Io vedo, ha esordito il premio Nobel Renato Dulbecco, la scienza come una strada verso il progresso e l'etica che tende piuttosto ad essere statica. Certo, ha aggiunto, la scienza ha un valore etico, pur se lo scienziato tende ad esagerare e ha un ottimismo connaturale. Eppure, le nostre previsioni sono spesso sbagliate: quello che si impara è solo una minima parte nei segreti cassetti della natura. Così nacque l'eugenetica per eliminare cattivi geni con sterilizzazioni forzate e solo dopo ci si rese conto dell'influenza dell'ambiente. Poi venne l'epoca dell'ingegneria genetica per creare dei superbatteri. Ad esempio per il granoturco, perché non c'è cibo abbastanza ed occorre creare piante resistenti agli insetti. Poi, ecco il freno in quanto tutto questo può comportare un aumento delle allergie. Per ora non vi sono riscontri né in favore né contro a questa idea. O, ancora, le cellule staminali che hanno in sé, alla nascita, la possibilità di ricreare ogni organo umano. Possibilità grandi e promettenti, certo, ma non è da confondere la possibilità con la certezza.
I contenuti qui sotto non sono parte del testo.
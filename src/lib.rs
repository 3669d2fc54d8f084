//! Core implementation of the par-run command group runner
//!
//! par-run executes named groups of shell commands described in a configuration file. Groups
//! run one after another; inside a group, commands run either all at once or one at a time,
//! each with its own timeout and retry budget. A failing command either lets its siblings
//! finish (`cont_on_fail`) or cancels them and aborts the remaining groups.
//!
//! The [`runner::Engine`] does the executing and publishes a live stream of
//! [`runner::Event`]s; rendering those is left to consumers such as [`report`].

use std::collections::HashSet;
use std::path::PathBuf;

use log::{debug, warn};

use crate::commands::group::{GroupSpec, RunConfig};
use crate::commands::inherit::{Inheritable, Inheritance};
use crate::config_file::{Config, ConfigError};

pub mod commands;
pub mod config_file;
pub mod logger;
pub mod report;
pub mod runner;

/// Load configuration from a file (or auto-detect), returning the validated `RunConfig`, cwd,
/// and config file path.
///
/// Relative working directories resolve against the directory holding the config file.
///
/// # Errors
///
/// Returns `ConfigError` if the config file is not found, cannot be parsed,
/// contains invalid values, or references non-existent directories.
pub fn load_config(config_file: Option<&str>) -> Result<(RunConfig, PathBuf, PathBuf), ConfigError> {
    let config_path = match config_file {
        Some(file) => {
            let config_path = PathBuf::from(file);
            if !config_path.exists() {
                return Err(ConfigError::ConfigNotFound(config_path));
            }
            config_path
        }
        None => Config::find_config()?,
    };
    let config_path = config_path
        .canonicalize()
        .map_err(|_| ConfigError::ConfigNotFound(config_path.clone()))?;
    let cwd = config_path
        .parent()
        .ok_or_else(|| ConfigError::ConfigNotFound(config_path.clone()))?
        .to_path_buf();
    debug!(
        "Loading config file: {} (cwd: {})",
        config_path.display(),
        cwd.display()
    );
    let parsed = Config::from_file(&config_path)?;
    let root = Inheritance::new(
        commands::inherit::inherit_path(&cwd, parsed.cwd.clone().unwrap_or_default()),
        parsed.env.clone().unwrap_or_default(),
    );
    let mut groups = parsed.into_groups();
    // Validate before touching the filesystem so name errors win over missing directories
    validate_groups(&groups)?;
    for group in &mut groups {
        group.inherit(&root)?;
    }
    Ok((RunConfig::new(groups)?, cwd, config_path))
}

/// Validate groups for duplicate names, empty names, empty commands and zero timeouts
pub(crate) fn validate_groups(groups: &[GroupSpec]) -> Result<(), ConfigError> {
    check_duplicates(groups)?;
    check_empty_names(groups)?;
    check_empty_commands(groups)?;
    check_timeouts(groups)?;
    check_empty_groups(groups);
    Ok(())
}

fn check_duplicates(groups: &[GroupSpec]) -> Result<(), ConfigError> {
    let mut seen_groups = HashSet::new();
    for group in groups {
        if !seen_groups.insert(group.name.as_str()) {
            return Err(ConfigError::DuplicateName(group.name.clone()));
        }
        let mut seen_commands = HashSet::new();
        for cmd in &group.commands {
            if !seen_commands.insert(cmd.name.as_str()) {
                return Err(ConfigError::DuplicateName(format!(
                    "{}.{}",
                    group.name, cmd.name
                )));
            }
        }
    }
    Ok(())
}

fn check_empty_names(groups: &[GroupSpec]) -> Result<(), ConfigError> {
    for group in groups {
        if group.name.trim().is_empty() {
            return Err(ConfigError::Validation("Group has an empty name".to_string()));
        }
        for cmd in &group.commands {
            if cmd.name.trim().is_empty() {
                return Err(ConfigError::Validation(format!(
                    "Command in group '{}' has an empty name",
                    group.name
                )));
            }
        }
    }
    Ok(())
}

fn check_empty_commands(groups: &[GroupSpec]) -> Result<(), ConfigError> {
    for group in groups {
        for cmd in &group.commands {
            if cmd.exec.trim().is_empty() {
                return Err(ConfigError::Validation(format!(
                    "Command '{}' has an empty exec string",
                    cmd.name
                )));
            }
        }
    }
    Ok(())
}

fn check_timeouts(groups: &[GroupSpec]) -> Result<(), ConfigError> {
    for group in groups {
        if group.timeout.is_zero() {
            return Err(ConfigError::Validation(format!(
                "Group '{}' has a zero timeout",
                group.name
            )));
        }
    }
    Ok(())
}

fn check_empty_groups(groups: &[GroupSpec]) {
    for group in groups {
        if group.commands.is_empty() {
            warn!("Group '{}' has no commands", group.name);
        }
    }
}

#[cfg(test)]
mod tests {
    use super::*;
    use crate::commands::command::CommandSpec;

    #[test]
    fn test_duplicate_group_name_detection() {
        let groups = vec![
            GroupSpec::new("dup", vec![CommandSpec::new("a", "true")]),
            GroupSpec::new("dup", vec![CommandSpec::new("b", "true")]),
        ];
        match validate_groups(&groups).unwrap_err() {
            ConfigError::DuplicateName(name) => assert_eq!(name, "dup"),
            other => panic!("Expected DuplicateName, got: {other:?}"),
        }
    }

    #[test]
    fn test_duplicate_command_name_detection() {
        let groups = vec![GroupSpec::new(
            "g",
            vec![CommandSpec::new("a", "true"), CommandSpec::new("a", "false")],
        )];
        match RunConfig::new(groups).unwrap_err() {
            ConfigError::DuplicateName(name) => assert_eq!(name, "g.a"),
            other => panic!("Expected DuplicateName, got: {other:?}"),
        }
    }

    #[test]
    fn test_same_command_name_in_different_groups_passes() {
        let groups = vec![
            GroupSpec::new("g1", vec![CommandSpec::new("a", "true")]),
            GroupSpec::new("g2", vec![CommandSpec::new("a", "true")]),
        ];
        assert!(validate_groups(&groups).is_ok());
    }

    #[test]
    fn test_zero_timeout_rejected() {
        let mut group = GroupSpec::new("g", vec![CommandSpec::new("a", "true")]);
        group.timeout = std::time::Duration::ZERO;
        assert!(matches!(
            validate_groups(&[group]),
            Err(ConfigError::Validation(_))
        ));
    }
}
Perché ciò accada, dipende da molte altre cellule e circostanze varie, di cui non sappiamo pressoché nulla.

L'impresa - ha spiegato Leonardo Vingiani direttore dell'associazione nazionale italiana per lo sviluppo delle biotecnologie - non è fatta solo per il profitto. Essa ha interessi e responsabilità profonde nell'ambiente in cui vive. La sua natura è progressista e per questo guarda con favore all'innovazione capace di migliorare la qualità della vita, l'ambiente, creando valore aggiunto. Le realtà aziendali sono così protese al cambiamento, ma non solo al profitto e all'utile. Anzi se guardano solo all'utile, c'è un sospetto che grava su di esse. Occorre dunque coniugare e legittimare lo sviluppo con la realizzazione dell'utile in quanto rappresenta la dimostrazione che il servizio dell'impresa è accetto alla comunità. Utile e sviluppo della società possono e debbono andare d'accordo. Né dobbiamo dimenticare che c'è anche il rischio del non fare, del rimanere prigionieri di sé stessi e dunque dei costi da tagliare più che del valore aggiunto da creare. Leonardo Vingiani ha poi spezzato una lancia in favore della protezione della proprietà intellettuale come garanzia di progresso, occupazione, sviluppo. Essa protegge il valore della ricerca e dunque il poter continuare a farla.

Infine Gianni dell'Orto fondatore e amministratore di Neusearch, ha parlato dell'etica nella leadership. Vorrei, ha detto, che le imprese fossero condotte da individui morali. E' morale, ha spiegato, quel comportamento che tende ad aumentare l'armonia dell'ambiente in cui si iscrive. La gente vuole dei leader morali, che abbiano cioè spiritualità. Mi rendo conto di dire qualcosa che appare eccessivo, ha detto Gianni dell'Orto. Ma la spiritualità è tanto laica quanto religiosa. I leader sono persone che affrontano situazioni destrutturanti, gente che reagisce a stress straordinari. Non a caso il loro percorso è simile a quello di chi vuole evolvere spiritualmente. Anche loro non sanno come andrà a finire, e per questo sono sempre in ascolto e fanno passi avanti e passi indietro. Giocano una strana partita a ping pong tra la vita interiore e quella esteriore. Viviamo in effetti in una società sempre più complessa che cambia continuamente e, dopo la fine delle ideologie, si cercano tante piccole catene di valore che non bastano, perchè l'uomo ha bisogno di valori forti. Per questo, ha concluso, sono i leader trasparenti quelli che hanno successo: essi sono i veri leader morali.